> _Exercise directions_
Line by line, copy out the data below exactly.

** Data for this exercise follows **

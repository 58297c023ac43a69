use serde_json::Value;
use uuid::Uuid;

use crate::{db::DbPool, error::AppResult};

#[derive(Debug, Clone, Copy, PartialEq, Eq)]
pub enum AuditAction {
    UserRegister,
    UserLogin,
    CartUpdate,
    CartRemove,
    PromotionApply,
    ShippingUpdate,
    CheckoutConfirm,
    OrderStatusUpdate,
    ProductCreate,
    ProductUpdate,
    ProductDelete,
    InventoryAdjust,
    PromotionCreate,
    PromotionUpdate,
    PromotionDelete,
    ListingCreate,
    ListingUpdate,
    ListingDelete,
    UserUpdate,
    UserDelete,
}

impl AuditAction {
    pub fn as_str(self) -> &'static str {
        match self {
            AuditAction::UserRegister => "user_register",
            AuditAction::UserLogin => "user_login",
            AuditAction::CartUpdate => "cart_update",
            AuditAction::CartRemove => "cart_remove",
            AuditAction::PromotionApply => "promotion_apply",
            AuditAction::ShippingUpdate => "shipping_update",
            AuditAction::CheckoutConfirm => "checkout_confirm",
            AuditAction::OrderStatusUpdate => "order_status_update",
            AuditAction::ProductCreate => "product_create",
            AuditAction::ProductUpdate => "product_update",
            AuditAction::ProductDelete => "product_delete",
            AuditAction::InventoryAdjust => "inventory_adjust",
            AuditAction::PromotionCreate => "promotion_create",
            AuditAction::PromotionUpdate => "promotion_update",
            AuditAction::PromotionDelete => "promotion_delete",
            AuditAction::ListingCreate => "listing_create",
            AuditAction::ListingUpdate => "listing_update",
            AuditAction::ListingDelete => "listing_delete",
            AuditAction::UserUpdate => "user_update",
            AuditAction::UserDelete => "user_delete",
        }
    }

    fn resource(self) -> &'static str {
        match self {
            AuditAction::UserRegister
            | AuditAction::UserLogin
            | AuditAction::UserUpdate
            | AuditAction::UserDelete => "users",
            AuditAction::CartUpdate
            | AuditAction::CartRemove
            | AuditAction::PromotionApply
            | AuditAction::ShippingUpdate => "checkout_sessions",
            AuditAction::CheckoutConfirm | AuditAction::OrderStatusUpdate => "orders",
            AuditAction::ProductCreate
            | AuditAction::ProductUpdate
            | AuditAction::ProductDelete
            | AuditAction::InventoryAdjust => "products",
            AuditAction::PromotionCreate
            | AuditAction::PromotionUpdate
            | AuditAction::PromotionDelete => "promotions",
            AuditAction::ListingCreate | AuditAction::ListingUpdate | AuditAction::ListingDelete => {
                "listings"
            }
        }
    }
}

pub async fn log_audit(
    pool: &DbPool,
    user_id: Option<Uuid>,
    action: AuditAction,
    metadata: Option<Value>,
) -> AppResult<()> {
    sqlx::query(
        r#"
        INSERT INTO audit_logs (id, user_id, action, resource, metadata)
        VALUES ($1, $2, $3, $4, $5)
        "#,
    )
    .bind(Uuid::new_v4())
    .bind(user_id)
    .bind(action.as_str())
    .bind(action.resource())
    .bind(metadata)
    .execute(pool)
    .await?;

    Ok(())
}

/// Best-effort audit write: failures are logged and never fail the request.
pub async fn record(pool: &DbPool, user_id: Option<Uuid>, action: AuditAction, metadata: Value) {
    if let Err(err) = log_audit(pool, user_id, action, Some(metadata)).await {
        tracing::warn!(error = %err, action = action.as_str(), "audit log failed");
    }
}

** End of Data for this exercise **

> _Answer space_
repository 58297c023ac43a69
use serde_json::Value;
use uuid::Uuid;

use crate::{db::DbPool, error::AppResult};

#[derive(Debug, Clone, Copy, PartialEq, Eq)]
pub enum AuditAction {
    UserRegister,
    UserLogin,
    CartUpdate,
    CartRemove,
    PromotionApply,
    ShippingUpdate,
    CheckoutConfirm,
    OrderStatusUpdate,
    ProductCreate,
    ProductUpdate,
    ProductDelete,
    InventoryAdjust,
    PromotionCreate,
    PromotionUpdate,
    PromotionDelete,
    ListingCreate,
    ListingUpdate,
    ListingDelete,
    UserUpdate,
    UserDelete,
}

impl AuditAction {
    pub fn as_str(self) -> &'static str {
        match self {
            AuditAction::UserRegister => "user_register",
            AuditAction::UserLogin => "user_login",
            AuditAction::CartUpdate => "cart_update",
            AuditAction::CartRemove => "cart_remove",
            AuditAction::PromotionApply => "promotion_apply",
            AuditAction::ShippingUpdate => "shipping_update",
            AuditAction::CheckoutConfirm => "checkout_confirm",
            AuditAction::OrderStatusUpdate => "order_status_update",
            AuditAction::ProductCreate => "product_create",
            AuditAction::ProductUpdate => "product_update",
            AuditAction::ProductDelete => "product_delete",
            AuditAction::InventoryAdjust => "inventory_adjust",
            AuditAction::PromotionCreate => "promotion_create",
            AuditAction::PromotionUpdate => "promotion_update",
            AuditAction::PromotionDelete => "promotion_delete",
            AuditAction::ListingCreate => "listing_create",
            AuditAction::ListingUpdate => "listing_update",
            AuditAction::ListingDelete => "listing_delete",
            AuditAction::UserUpdate => "user_update",
            AuditAction::UserDelete => "user_delete",
        }
    }

    fn resource(self) -> &'static str {
        match self {
            AuditAction::UserRegister
            | AuditAction::UserLogin
            | AuditAction::UserUpdate
            | AuditAction::UserDelete => "users",
            AuditAction::CartUpdate
            | AuditAction::CartRemove
            | AuditAction::PromotionApply
            | AuditAction::ShippingUpdate => "checkout_sessions",
            AuditAction::CheckoutConfirm | AuditAction::OrderStatusUpdate => "orders",
            AuditAction::ProductCreate
            | AuditAction::ProductUpdate
            | AuditAction::ProductDelete
            | AuditAction::InventoryAdjust => "products",
            AuditAction::PromotionCreate
            | AuditAction::PromotionUpdate
            | AuditAction::PromotionDelete => "promotions",
            AuditAction::ListingCreate | AuditAction::ListingUpdate | AuditAction::ListingDelete => {
                "listings"
            }
        }
    }
}

pub async fn log_audit(
    pool: &DbPool,
    user_id: Option<Uuid>,
    action: AuditAction,
    metadata: Option<Value>,
) -> AppResult<()> {
    sqlx::query(
        r#"
        INSERT INTO audit_logs (id, user_id, action, resource, metadata)
        VALUES ($1, $2, $3, $4, $5)
        "#,
    )
    .bind(Uuid::new_v4())
    .bind(user_id)
    .bind(action.as_str())
    .bind(action.resource())
    .bind(metadata)
    .execute(pool)
    .await?;

    Ok(())
}

/// Best-effort audit write: failures are logged and never fail the request.
pub async fn record(pool: &DbPool, user_id: Option<Uuid>, action: AuditAction, metadata: Value) {
    if let Err(err) = log_audit(pool, user_id, action, Some(metadata)).await {
        tracing::warn!(error = %err, action = action.as_str(), "audit log failed");
    }
}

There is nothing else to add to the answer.